Bonds and Non-convertible debentures (NCDs) are long-term financial instruments, issued by corporates to raise funds through public issue or private placement. They acknowledge a debt obligation towards the issuer and usually come with a fixed tenure. Interest on NCDs can be earned monthly, quarterly, annually or cumulatively.
- Investment in bonds / non-convertible debentures (NCD) are offered in both primary and secondary markets
- Investment in bonds and NCD offer a good opportunity to investors to earn regular income and diversify the investment portfolio.
- NCDs have higher liquidity as they can be traded on demand. Interest rates of bonds/NCDs are also a lot more stable and the issuer pays an interest “coupon” at pre-determined intervals.
- Bonds are given a rating or grade that indicates their credit quality. This measures a bond issuer’s ability to repay the invested capital and interest on time.
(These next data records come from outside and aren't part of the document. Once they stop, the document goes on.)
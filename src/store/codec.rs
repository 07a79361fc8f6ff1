//! Binary store codec.
//!
//! A store file is a bare sequence of records with no header:
//!
//! ```text
//! u64 key length (little-endian)
//! key bytes (UTF-8 "device:path")
//! 32 bytes digest, all zero when unknown
//! u64 size (little-endian)
//! 19 bytes modified time, all zero when unknown
//! ```
//!
//! A fixed-width field whose first byte is zero decodes to the empty string.
//! End of file is only valid exactly where a length prefix would start.

use super::{Catalog, FlatRecord, RecordView};
use crate::error::StorageError;
use crate::types::{DIGEST_LEN, TIME_LEN};
use std::fs::File;
use std::io::{self, BufReader, BufWriter, Read, Write};
use std::path::Path;
use tracing::debug;

/// Stream buffer for reading and writing store files.
pub(crate) const IO_BUFFER: usize = 1024 * 1024;

pub(crate) const LEN_PREFIX: usize = 8;

/// Fixed bytes following the key: digest, size, time.
pub(crate) const FIXED_TAIL: usize = DIGEST_LEN + 8 + TIME_LEN;

/// Upper bound on a key length; anything larger is treated as corruption.
pub(crate) const MAX_KEY_LEN: u64 = 64 * 1024;

const ZEROS: [u8; DIGEST_LEN] = [0; DIGEST_LEN];

fn check_record(record: &impl RecordView) -> Result<(), StorageError> {
    let key = record.key();
    if key.is_empty() {
        return Err(StorageError::InvalidPath("record key is empty".to_string()));
    }
    if key.len() as u64 > MAX_KEY_LEN {
        return Err(StorageError::FieldTooLong {
            key: key.to_string(),
            field: "key",
            len: key.len(),
            max: MAX_KEY_LEN as usize,
        });
    }
    for (field, value, width) in [
        ("digest", record.digest(), DIGEST_LEN),
        ("modified", record.modified(), TIME_LEN),
    ] {
        let fits = value.is_empty() || (value.len() == width && !value.contains('\0'));
        if !fits {
            return Err(StorageError::FieldWidth {
                key: key.to_string(),
                field,
                len: value.len(),
                width,
            });
        }
    }
    Ok(())
}

fn write_fixed<W: Write>(out: &mut W, value: &str, width: usize) -> io::Result<()> {
    out.write_all(value.as_bytes())?;
    out.write_all(&ZEROS[..width - value.len()])
}

/// Encode one record. Call `check_record` first.
fn write_record<W: Write>(out: &mut W, record: &impl RecordView) -> io::Result<()> {
    let key = record.key();
    out.write_all(&(key.len() as u64).to_le_bytes())?;
    out.write_all(key.as_bytes())?;
    write_fixed(out, record.digest(), DIGEST_LEN)?;
    out.write_all(&record.size().to_le_bytes())?;
    write_fixed(out, record.modified(), TIME_LEN)
}

/// Encode records into an in-memory buffer.
pub fn encode<I, R>(records: I) -> Result<Vec<u8>, StorageError>
where
    I: IntoIterator<Item = R>,
    R: RecordView,
{
    let mut out = Vec::new();
    for record in records {
        check_record(&record)?;
        write_record(&mut out, &record).map_err(|e| StorageError::io("<memory>", e))?;
    }
    Ok(out)
}

/// Write the whole store to `path`, replacing any previous file.
///
/// Records stream into a temporary file beside the destination, which is then
/// renamed over it, so a failed write leaves the previous store untouched.
/// Returns the number of records written.
pub fn write_store<I, R>(records: I, path: &Path) -> Result<usize, StorageError>
where
    I: IntoIterator<Item = R>,
    R: RecordView,
{
    let dir = match path.parent() {
        Some(parent) if !parent.as_os_str().is_empty() => parent,
        _ => Path::new("."),
    };
    std::fs::create_dir_all(dir).map_err(|e| StorageError::io(dir, e))?;
    let temp = tempfile::NamedTempFile::new_in(dir).map_err(|e| StorageError::io(dir, e))?;

    let mut count = 0usize;
    {
        let mut writer = BufWriter::with_capacity(IO_BUFFER, temp.as_file());
        for record in records {
            check_record(&record)?;
            write_record(&mut writer, &record).map_err(|e| StorageError::io(temp.path(), e))?;
            count += 1;
        }
        writer
            .flush()
            .map_err(|e| StorageError::io(temp.path(), e))?;
    }
    temp.persist(path)
        .map_err(|e| StorageError::io(path, e.error))?;

    debug!(path = %path.display(), records = count, "wrote store");
    Ok(count)
}

/// Decode a fixed-width text field.
pub(crate) fn decode_fixed(bytes: &[u8], offset: u64) -> Result<&str, StorageError> {
    if bytes.first().copied().unwrap_or(0) == 0 {
        return Ok("");
    }
    std::str::from_utf8(bytes).map_err(|e| StorageError::CorruptRecord {
        offset,
        reason: format!("fixed field is not text: {}", e),
    })
}

pub(crate) fn decode_key(bytes: &[u8], offset: u64) -> Result<&str, StorageError> {
    if bytes.is_empty() {
        return Err(StorageError::CorruptRecord {
            offset,
            reason: "empty key".to_string(),
        });
    }
    std::str::from_utf8(bytes).map_err(|e| StorageError::CorruptRecord {
        offset,
        reason: format!("key is not UTF-8: {}", e),
    })
}

pub(crate) fn check_key_len(key_len: u64, offset: u64) -> Result<usize, StorageError> {
    if key_len > MAX_KEY_LEN {
        return Err(StorageError::CorruptRecord {
            offset,
            reason: format!("key length {} exceeds {}", key_len, MAX_KEY_LEN),
        });
    }
    Ok(key_len as usize)
}

/// Split a record body (key followed by the fixed tail) into fields.
pub(crate) fn decode_body(
    body: &[u8],
    key_len: usize,
    offset: u64,
) -> Result<FlatRecord<'_>, StorageError> {
    let (key, tail) = body.split_at(key_len);
    let (digest, rest) = tail.split_at(DIGEST_LEN);
    let (size, modified) = rest.split_at(8);
    let mut size_bytes = [0u8; 8];
    size_bytes.copy_from_slice(size);
    Ok(FlatRecord {
        key: decode_key(key, offset)?,
        digest: decode_fixed(digest, offset)?,
        size: u64::from_le_bytes(size_bytes),
        modified: decode_fixed(modified, offset)?,
    })
}

/// Fill `buf` as far as the reader allows. Returns bytes read; fewer than
/// `buf.len()` only at end of stream.
fn read_full<R: Read>(reader: &mut R, buf: &mut [u8]) -> io::Result<usize> {
    let mut filled = 0;
    while filled < buf.len() {
        match reader.read(&mut buf[filled..]) {
            Ok(0) => break,
            Ok(n) => filled += n,
            Err(e) if e.kind() == io::ErrorKind::Interrupted => continue,
            Err(e) => return Err(e),
        }
    }
    Ok(filled)
}

/// Load a store file into a mutable catalog.
pub fn read_catalog(path: &Path) -> Result<Catalog, StorageError> {
    let file = File::open(path).map_err(|e| StorageError::io(path, e))?;
    let mut reader = BufReader::with_capacity(IO_BUFFER, file);
    let catalog = decode_stream(&mut reader).map_err(|e| match e {
        StorageError::Io { source, .. } => StorageError::io(path, source),
        other => other,
    })?;
    debug!(path = %path.display(), records = catalog.len(), "loaded store");
    Ok(catalog)
}

/// Decode records from a stream into a catalog.
pub fn decode_stream<R: Read>(reader: &mut R) -> Result<Catalog, StorageError> {
    let mut catalog = Catalog::new();
    let mut offset = 0u64;
    let mut prefix = [0u8; LEN_PREFIX];
    let mut body = Vec::new();
    loop {
        let got = read_full(reader, &mut prefix).map_err(|e| StorageError::io("<stream>", e))?;
        if got == 0 {
            break;
        }
        if got < LEN_PREFIX {
            return Err(StorageError::Truncated {
                offset,
                expected: LEN_PREFIX as u64,
                found: got as u64,
            });
        }
        let key_len = check_key_len(u64::from_le_bytes(prefix), offset)?;
        let body_len = key_len + FIXED_TAIL;
        body.resize(body_len, 0);
        let got = read_full(reader, &mut body).map_err(|e| StorageError::io("<stream>", e))?;
        if got < body_len {
            return Err(StorageError::Truncated {
                offset: offset + LEN_PREFIX as u64,
                expected: body_len as u64,
                found: got as u64,
            });
        }
        let record = decode_body(&body, key_len, offset)?;
        catalog.upsert(
            record.key.to_string(),
            super::Entry {
                digest: record.digest.to_string(),
                size: record.size,
                modified: record.modified.to_string(),
            },
        );
        offset += (LEN_PREFIX + body_len) as u64;
    }
    Ok(catalog)
}

#[cfg(test)]
mod tests {
    use super::*;
    use crate::store::{Entry, Record};
    use proptest::prelude::*;
    use tempfile::TempDir;

    fn record(key: &str, digest: &str, size: u64, modified: &str) -> Record {
        Record {
            key: key.to_string(),
            digest: digest.to_string(),
            size,
            modified: modified.to_string(),
        }
    }

    #[test]
    fn test_layout_is_little_endian_and_zero_padded() {
        let bytes = encode([record("d:/a", "", 0x0102, "")]).unwrap();
        assert_eq!(bytes.len(), LEN_PREFIX + 4 + FIXED_TAIL);
        assert_eq!(&bytes[..8], &[4, 0, 0, 0, 0, 0, 0, 0]);
        assert_eq!(&bytes[8..12], b"d:/a");
        assert!(bytes[12..44].iter().all(|b| *b == 0));
        assert_eq!(&bytes[44..52], &[0x02, 0x01, 0, 0, 0, 0, 0, 0]);
        assert!(bytes[52..].iter().all(|b| *b == 0));
    }

    #[test]
    fn test_write_and_read_catalog() {
        let dir = TempDir::new().unwrap();
        let path = dir.path().join("nested").join("store.fmd");
        let records = vec![
            record("d:/a", "d41d8cd98f00b204e9800998ecf8427e", 10, "2024-01-02 03:04:05"),
            record("d:/b", "", 0, ""),
        ];
        let written = write_store(&records, &path).unwrap();
        assert_eq!(written, 2);

        let catalog = read_catalog(&path).unwrap();
        assert_eq!(catalog.len(), 2);
        assert_eq!(
            catalog.get("d:/a").unwrap(),
            &Entry {
                digest: "d41d8cd98f00b204e9800998ecf8427e".to_string(),
                size: 10,
                modified: "2024-01-02 03:04:05".to_string(),
            }
        );
        assert_eq!(catalog.get("d:/b").unwrap(), &Entry::unknown());
    }

    #[test]
    fn test_write_replaces_existing_store() {
        let dir = TempDir::new().unwrap();
        let path = dir.path().join("store.fmd");
        write_store(&[record("d:/a", "", 1, ""), record("d:/b", "", 2, "")], &path).unwrap();
        write_store(&[record("d:/c", "", 3, "")], &path).unwrap();
        let catalog = read_catalog(&path).unwrap();
        assert_eq!(catalog.len(), 1);
        assert!(catalog.contains_key("d:/c"));
    }

    #[test]
    fn test_empty_file_is_empty_store() {
        let catalog = decode_stream(&mut &b""[..]).unwrap();
        assert!(catalog.is_empty());
    }

    #[test]
    fn test_truncated_body_is_rejected() {
        let bytes = encode([record("d:/a", "", 1, ""), record("d:/b", "", 2, "")]).unwrap();
        let cut = &bytes[..bytes.len() - 5];
        match decode_stream(&mut &cut[..]) {
            Err(StorageError::Truncated { expected, found, .. }) => {
                assert_eq!(expected, (4 + FIXED_TAIL) as u64);
                assert_eq!(found, (4 + FIXED_TAIL - 5) as u64);
            }
            other => panic!("expected truncation, got {:?}", other),
        }
    }

    #[test]
    fn test_truncated_prefix_is_rejected() {
        let mut bytes = encode([record("d:/a", "", 1, "")]).unwrap();
        bytes.extend_from_slice(&[3, 0, 0]);
        assert!(matches!(
            decode_stream(&mut &bytes[..]),
            Err(StorageError::Truncated { found: 3, .. })
        ));
    }

    #[test]
    fn test_oversized_key_length_is_corrupt() {
        let bytes = (MAX_KEY_LEN + 1).to_le_bytes();
        assert!(matches!(
            decode_stream(&mut &bytes[..]),
            Err(StorageError::CorruptRecord { offset: 0, .. })
        ));
    }

    #[test]
    fn test_misfit_fields_are_rejected_on_write() {
        let long_digest = "0".repeat(DIGEST_LEN + 1);
        assert!(matches!(
            encode([record("d:/a", &long_digest, 1, "")]),
            Err(StorageError::FieldWidth { field: "digest", .. })
        ));
        assert!(matches!(
            encode([record("d:/a", "abc", 1, "")]),
            Err(StorageError::FieldWidth { field: "digest", len: 3, .. })
        ));
        assert!(matches!(
            encode([record("d:/a", "", 1, "2024")]),
            Err(StorageError::FieldWidth { field: "modified", len: 4, .. })
        ));
        let nul_time = format!("\0{}", "0".repeat(TIME_LEN - 1));
        assert!(matches!(
            encode([record("d:/a", "", 1, &nul_time)]),
            Err(StorageError::FieldWidth { field: "modified", .. })
        ));
        assert!(matches!(
            encode([record("", "", 1, "")]),
            Err(StorageError::InvalidPath(_))
        ));
    }

    #[test]
    fn test_read_missing_file_reports_path() {
        let dir = TempDir::new().unwrap();
        let path = dir.path().join("missing.fmd");
        match read_catalog(&path) {
            Err(StorageError::Io { path: p, .. }) => assert_eq!(p, path),
            other => panic!("expected io error, got {:?}", other),
        }
    }

    fn arb_record() -> impl Strategy<Value = Record> {
        (
            "[a-z]{1,6}",
            "[ -~]{1,40}",
            prop_oneof![Just(String::new()), "[0-9a-f]{32}", "[0-9a-f]{1,40}"],
            any::<u64>(),
            prop_oneof![
                Just(String::new()),
                "[0-9]{4}-[0-9]{2}-[0-9]{2} [0-9]{2}:[0-9]{2}:[0-9]{2}",
                "[0-9]{1,24}",
            ],
        )
            .prop_map(|(device, path, digest, size, modified)| Record {
                key: crate::store::make_key(&device, &path),
                digest,
                size,
                modified,
            })
    }

    proptest! {
        #[test]
        fn prop_round_trip(records in proptest::collection::vec(arb_record(), 0..20)) {
            let fits = |value: &str, width: usize| value.is_empty() || value.len() == width;
            let valid = records
                .iter()
                .all(|r| fits(&r.digest, DIGEST_LEN) && fits(&r.modified, TIME_LEN));
            match encode(&records) {
                Ok(bytes) => {
                    prop_assert!(valid);
                    let decoded = decode_stream(&mut &bytes[..]).unwrap();
                    let expected: Catalog = records.iter().cloned().collect();
                    prop_assert_eq!(decoded, expected);
                }
                Err(e) => {
                    prop_assert!(!valid);
                    prop_assert!(matches!(e, StorageError::FieldWidth { .. }), "{:?}", e);
                }
            }
        }
    }
}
- The value of a bond is susceptible to change due to fluctuations of interest rate.
- NCDs in demat form come with no TDS.
- Diversification of investment in bonds from different issuers can lower investment risk.
Higher returns, liquidity, taxation benefits make investment in NCDs a suitable option. If an investor is looking for superior earning options to bank Fixed Deposit, then NCD investment is an option. NCDs from pvt companies carries issuer risk.